To get away from the teachings of Christ, we have found ways to make church-goers think they are following Christ when they may be doing the opposite of His words. We have made our congregants “calendar Christians.” Instead of reading the actual words of Christ, we get carefully selected phrases from calendars or journals. Then we produce books based on human thoughts and psychological surveys to study in our churches. I have attended five Evangelical churches in Suffolk. Every single one has had small groups that studied books by supposedly Christian authors. Not one of these small groups studied the Bible itself. When I worked with the youth group in one of these churches, it was announced that we would study the book of James. However, even that study was edited to take out any part of the Bible that disagreed with the political beliefs of the church.

The disregard of Jesus has made it unclear if Evangelicals are even still Christians. The Bible is clear about how someone becomes a Christian. Romans 10:9 says, “If you confess with your mouth that ‘Jesus is Lord’ and believe in your heart that God raised him from the dead, you will be saved.” We Evangelicals have replaced this with rituals like bowing your head and saying, “God I need you,” or raising your hand and saying, “I want God to be my friend.” These rituals and sentiments are never used in the Bible to describe salvation.
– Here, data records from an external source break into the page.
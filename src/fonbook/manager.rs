//! Registry of the phonebooks and the one currently shown.

use super::{FonbookElement, FonbookEntry, Fonbook, ResolveResult};
use super::{FritzFonbook, LocalFonbook};
use crate::client::SharedApi;
use crate::config::FonbookConfig;
use crate::session::Session;
use std::sync::{Arc, RwLock};
use tracing::{debug, error, warn};

/// Enabled phonebooks in lookup order, and which of them is active.
///
/// Operations on entries go to the active phonebook. Without one they do
/// nothing and report empty values.
pub struct FonbookManager {
    session: Arc<Session>,
    fonbooks: Vec<Arc<dyn Fonbook>>,
    enabled: Vec<Arc<dyn Fonbook>>,
    active: RwLock<Option<usize>>,
    save_on_shutdown: bool,
}

impl FonbookManager {
    /// The phonebooks always available: the device's and the local one.
    pub fn builtin(api: SharedApi, session: &Arc<Session>, config: &FonbookConfig) -> Vec<Arc<dyn Fonbook>> {
        let fritz: Arc<dyn Fonbook> = Arc::new(FritzFonbook::new(api, Arc::clone(session)));
        let local: Arc<dyn Fonbook> = Arc::new(LocalFonbook::new(Arc::clone(session), &config.config_dir));
        vec![fritz, local]
    }

    /// Set up the phonebooks enabled in `config` out of `registry`.
    ///
    /// Unknown tech ids are dropped. Every enabled phonebook is initialized.
    pub async fn create(
        session: Arc<Session>,
        config: &FonbookConfig,
        registry: Vec<Arc<dyn Fonbook>>,
    ) -> Self {
        let mut enabled = Vec::new();
        for id in &config.enabled {
            match registry.iter().find(|fonbook| fonbook.tech_id() == *id) {
                Some(fonbook) if enabled.iter().all(|e: &Arc<dyn Fonbook>| e.tech_id() != *id) => {
                    enabled.push(Arc::clone(fonbook))
                }
                Some(_) => warn!("Phonebook {id} enabled twice"),
                None => warn!("Unknown phonebook {id} ignored"),
            }
        }

        for fonbook in &enabled {
            if let Err(e) = fonbook.initialize().await {
                error!("Could not initialize phonebook {}: {e}", fonbook.tech_id());
            }
        }

        let wanted = config.active.as_str();
        let active = if wanted.is_empty() {
            None
        } else {
            let pos = enabled.iter().position(|fonbook| fonbook.tech_id() == wanted);
            if pos.is_none() {
                error!("Active phonebook '{wanted}' is not enabled or unknown");
            }
            pos.filter(|&pos| enabled[pos].is_displayable())
        };

        let manager = Self {
            session,
            fonbooks: registry,
            enabled,
            active: RwLock::new(active),
            save_on_shutdown: config.save_on_shutdown,
        };
        match active {
            Some(pos) => manager.record_active(pos),
            None => manager.next_fonbook(),
        }
        manager
    }

    /// Every known phonebook, enabled or not.
    pub fn fonbooks(&self) -> &[Arc<dyn Fonbook>] {
        &self.fonbooks
    }

    pub fn fonbook(&self, tech_id: &str) -> Option<Arc<dyn Fonbook>> {
        self.fonbooks
            .iter()
            .find(|fonbook| fonbook.tech_id() == tech_id)
            .cloned()
    }

    /// Tech ids of the enabled phonebooks in lookup order.
    pub fn enabled_ids(&self) -> Vec<String> {
        self.enabled.iter().map(|fonbook| fonbook.tech_id()).collect()
    }

    fn active_pos(&self) -> Option<usize> {
        *self.active.read().unwrap_or_else(|poisoned| poisoned.into_inner())
    }

    fn record_active(&self, pos: usize) {
        if let Some(fonbook) = self.enabled.get(pos) {
            self.session.phone_mut().active_fonbook = fonbook.tech_id();
        }
    }

    pub fn active_fonbook(&self) -> Option<Arc<dyn Fonbook>> {
        self.active_pos().and_then(|pos| self.enabled.get(pos)).cloned()
    }

    /// Switch to the next displayable phonebook, wrapping around.
    pub fn next_fonbook(&self) {
        if self.enabled.is_empty() {
            return;
        }
        let start = self.active_pos().map_or(0, |pos| pos + 1);
        let displayable = |pos: &usize| self.enabled[*pos].is_displayable();
        let next = (start..self.enabled.len())
            .find(displayable)
            .or_else(|| (0..self.enabled.len()).find(displayable));

        *self.active.write().unwrap_or_else(|poisoned| poisoned.into_inner()) = next;
        match next {
            Some(pos) => self.record_active(pos),
            None => debug!("No displayable phonebook enabled"),
        }
    }

    /// Ask the enabled phonebooks in order until one knows `number`.
    pub async fn resolve_to_name(&self, number: &str) -> ResolveResult {
        let mut result = ResolveResult::unresolved(number);
        for fonbook in &self.enabled {
            result = fonbook.resolve_to_name(number).await;
            debug!(
                "Resolve {} via {}: {}",
                self.session.hidden(number),
                fonbook.tech_id(),
                self.session.hidden(&result.name)
            );
            if result.successful {
                return result;
            }
        }
        result
    }

    pub fn entry(&self, id: usize) -> Option<FonbookEntry> {
        self.active_fonbook()?.entry(id)
    }

    pub fn entries(&self) -> Vec<FonbookEntry> {
        self.active_fonbook().map(|f| f.entries()).unwrap_or_default()
    }

    pub fn change_entry(&self, id: usize, entry: FonbookEntry) -> bool {
        self.active_fonbook().is_some_and(|f| f.change_entry(id, entry))
    }

    pub fn set_default(&self, id: usize, pos: usize) -> bool {
        self.active_fonbook().is_some_and(|f| f.set_default(id, pos))
    }

    pub fn add_entry(&self, entry: FonbookEntry, pos: Option<usize>) {
        if let Some(fonbook) = self.active_fonbook() {
            fonbook.add_entry(entry, pos);
        }
    }

    pub fn delete_entry(&self, id: usize) -> bool {
        self.active_fonbook().is_some_and(|f| f.delete_entry(id))
    }

    pub fn clear(&self) {
        if let Some(fonbook) = self.active_fonbook() {
            fonbook.clear();
        }
    }

    /// Save the active phonebook.
    pub async fn save(&self) -> crate::error::Result<()> {
        match self.active_fonbook() {
            Some(fonbook) => fonbook.save().await,
            None => Ok(()),
        }
    }

    pub fn sort(&self, element: FonbookElement, ascending: bool) {
        if let Some(fonbook) = self.active_fonbook() {
            fonbook.sort(element, ascending);
        }
    }

    pub fn size(&self) -> usize {
        self.active_fonbook().map_or(0, |f| f.size())
    }

    pub fn title(&self) -> String {
        self.active_fonbook().map(|f| f.title()).unwrap_or_default()
    }

    pub fn tech_id(&self) -> String {
        self.active_fonbook().map(|f| f.tech_id()).unwrap_or_default()
    }

    pub fn is_displayable(&self) -> bool {
        self.active_fonbook().is_some_and(|f| f.is_displayable())
    }

    pub fn is_writeable(&self) -> bool {
        self.active_fonbook().is_some_and(|f| f.is_writeable())
    }

    pub fn is_initialized(&self) -> bool {
        self.active_fonbook().is_some_and(|f| f.is_initialized())
    }

    pub fn is_modified(&self) -> bool {
        self.active_fonbook().is_some_and(|f| f.is_modified())
    }

    /// Reload every enabled phonebook.
    pub async fn reload(&self) {
        for fonbook in &self.enabled {
            if let Err(e) = fonbook.reload().await {
                error!("Could not reload phonebook {}: {e}", fonbook.tech_id());
            }
        }
    }

    /// Wait for background loads of the enabled phonebooks.
    pub async fn wait_ready(&self) {
        for fonbook in &self.enabled {
            fonbook.wait_ready().await;
        }
    }

    /// Save pending changes of all phonebooks if configured to.
    pub async fn shutdown(&self) {
        if !self.save_on_shutdown {
            return;
        }
        for fonbook in &self.fonbooks {
            debug!("Saving phonebook {}", fonbook.tech_id());
            if let Err(e) = fonbook.save().await {
                error!("Could not save phonebook {}: {e}", fonbook.tech_id());
            }
        }
    }
}

#[cfg(test)]
mod tests {
    use super::*;
    use crate::config::AppConfig;
    use crate::fonbook::{LookupFonbook, NumberType, fritz};
    use crate::testing::{FakeApi, FakeDirectory};
    use tempfile::TempDir;

    const EXPORT: &str = r#"<?xml version="1.0" encoding="utf-8"?>
<phonebooks><phonebook>
<contact><category>0</category><person><realName>Anna</realName></person>
<telephony><number type="home" prio="1">072514711</number></telephony></contact>
</phonebook></phonebooks>"#;

    struct Fixture {
        api: Arc<FakeApi>,
        session: Arc<Session>,
        config: FonbookConfig,
        _dir: TempDir,
    }

    fn fixture(enabled: &[&str], active: &str) -> Fixture {
        let dir = TempDir::new().unwrap();
        std::fs::write(dir.path().join("localphonebook.csv"), "Bert,2,0171555\n").unwrap();
        let mut config = AppConfig::default();
        config.location.country_code = "49".to_string();
        config.location.region_code = "7251".to_string();
        config.fonbook.enabled = enabled.iter().map(|s| s.to_string()).collect();
        config.fonbook.active = active.to_string();
        config.fonbook.config_dir = dir.path().to_path_buf();
        Fixture {
            api: Arc::new(FakeApi::default().with_fonbook(EXPORT)),
            session: Arc::new(Session::new(&config)),
            config: config.fonbook,
            _dir: dir,
        }
    }

    async fn manager(fixture: &Fixture) -> FonbookManager {
        let mut registry = FonbookManager::builtin(fixture.api.clone(), &fixture.session, &fixture.config);
        let directory = FakeDirectory::new("0800111", "Hotline");
        registry.push(Arc::new(LookupFonbook::new(directory, Arc::clone(&fixture.session))));
        let manager = FonbookManager::create(Arc::clone(&fixture.session), &fixture.config, registry).await;
        manager.wait_ready().await;
        manager
    }

    #[tokio::test]
    async fn test_unknown_ids_are_dropped() {
        let fixture = fixture(&["FRITZ", "BOGUS", "TEST", "LOCL"], "");
        let manager = manager(&fixture).await;
        assert_eq!(manager.enabled_ids(), vec!["FRITZ", "TEST", "LOCL"]);
        assert_eq!(manager.fonbooks().len(), 3);
        assert!(manager.fonbook("LOCL").unwrap().is_initialized());
    }

    #[tokio::test]
    async fn test_configured_active_fonbook() {
        let fixture = fixture(&["FRITZ", "LOCL"], "LOCL");
        let manager = manager(&fixture).await;
        assert_eq!(manager.tech_id(), "LOCL");
        assert_eq!(manager.title(), "Local phone book");
        assert_eq!(manager.entry(0).unwrap().name, "Bert");
        assert_eq!(fixture.session.phone().active_fonbook, "LOCL");
    }

    #[tokio::test]
    async fn test_invalid_active_falls_back_to_first_displayable() {
        let fixture = fixture(&["TEST", "FRITZ", "LOCL"], "TEST");
        let manager = manager(&fixture).await;
        assert_eq!(manager.tech_id(), "FRITZ");
        assert_eq!(fixture.session.phone().active_fonbook, "FRITZ");
        assert_eq!(manager.size(), 1);
        assert!(manager.is_writeable());
    }

    #[tokio::test]
    async fn test_next_fonbook_wraps_and_skips_lookups() {
        let fixture = fixture(&["FRITZ", "TEST", "LOCL"], "FRITZ");
        let manager = manager(&fixture).await;
        manager.next_fonbook();
        assert_eq!(manager.tech_id(), "LOCL");
        manager.next_fonbook();
        assert_eq!(manager.tech_id(), "FRITZ");
        assert_eq!(fixture.session.phone().active_fonbook, "FRITZ");
    }

    #[tokio::test]
    async fn test_no_displayable_fonbook() {
        let fixture = fixture(&["TEST"], "");
        let manager = manager(&fixture).await;
        assert!(manager.active_fonbook().is_none());
        assert_eq!(manager.size(), 0);
        assert_eq!(manager.title(), "");
        assert!(manager.entry(0).is_none());
        assert!(!manager.delete_entry(0));
        assert!(!manager.is_initialized());
        manager.save().await.unwrap();
    }

    #[tokio::test]
    async fn test_resolve_in_order() {
        let fixture = fixture(&["FRITZ", "LOCL", "TEST"], "");
        let manager = manager(&fixture).await;

        let result = manager.resolve_to_name("4711").await;
        assert_eq!(result.name, "Anna");
        assert_eq!(result.kind, NumberType::Home);

        let result = manager.resolve_to_name("+49171555").await;
        assert_eq!(result.name, "Bert");

        let result = manager.resolve_to_name("0800111").await;
        assert!(result.successful);
        assert_eq!(result.name, "Hotline");

        let result = manager.resolve_to_name("0999").await;
        assert!(!result.successful);
        assert_eq!(result.name, "0999");
    }

    #[tokio::test]
    async fn test_shutdown_saves_modified_fonbooks() {
        let fixture = fixture(&["LOCL"], "LOCL");
        let manager = manager(&fixture).await;
        let mut entry = FonbookEntry::new("Carl", false);
        entry.push_number("0721", NumberType::Home);
        manager.add_entry(entry, None);
        assert!(manager.is_modified());

        manager.shutdown().await;
        let saved = std::fs::read_to_string(fixture.config.config_dir.join("localphonebook.xml")).unwrap();
        assert!(saved.contains("<realName>Carl</realName>"));
        assert!(!manager.is_modified());
    }

    #[tokio::test]
    async fn test_reload_fetches_device_fonbook_again() {
        let fixture = fixture(&["FRITZ"], "FRITZ");
        let manager = manager(&fixture).await;
        manager.clear();
        assert_eq!(manager.size(), 0);
        manager.reload().await;
        manager.wait_ready().await;
        assert_eq!(manager.size(), 1);
        assert_eq!(manager.tech_id(), fritz::TECH_ID);
    }
}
While most Evangelicals would agree in believing that Jesus died and was raised by God, the crux of the matter comes with saying, “Jesus is Lord.” The word “Lord” is the same term used for the Roman emperor. In other words, early Christians were saying that Jesus’ words were their law, even over the laws of the state. This is a very different view of faith than what is presented when we are led to believe that we can just friend Jesus on Facebook.

The actual teaching of Jesus Himself is radically different from what is presented in many of our Evangelical churches. In fact, if we started to obey Jesus’ words, our churches would have to change our views about money, immigration, foreign policy, gun rights and even religious freedom. No wonder we don’t want to advertise Jesus on our billboards any more.

Ross Reitz has been a Suffolk resident since 2009. Prior to that, he taught the Bible in Africa for two years and spent six years as a teacher at a Christian school in Philadelphia, Pa.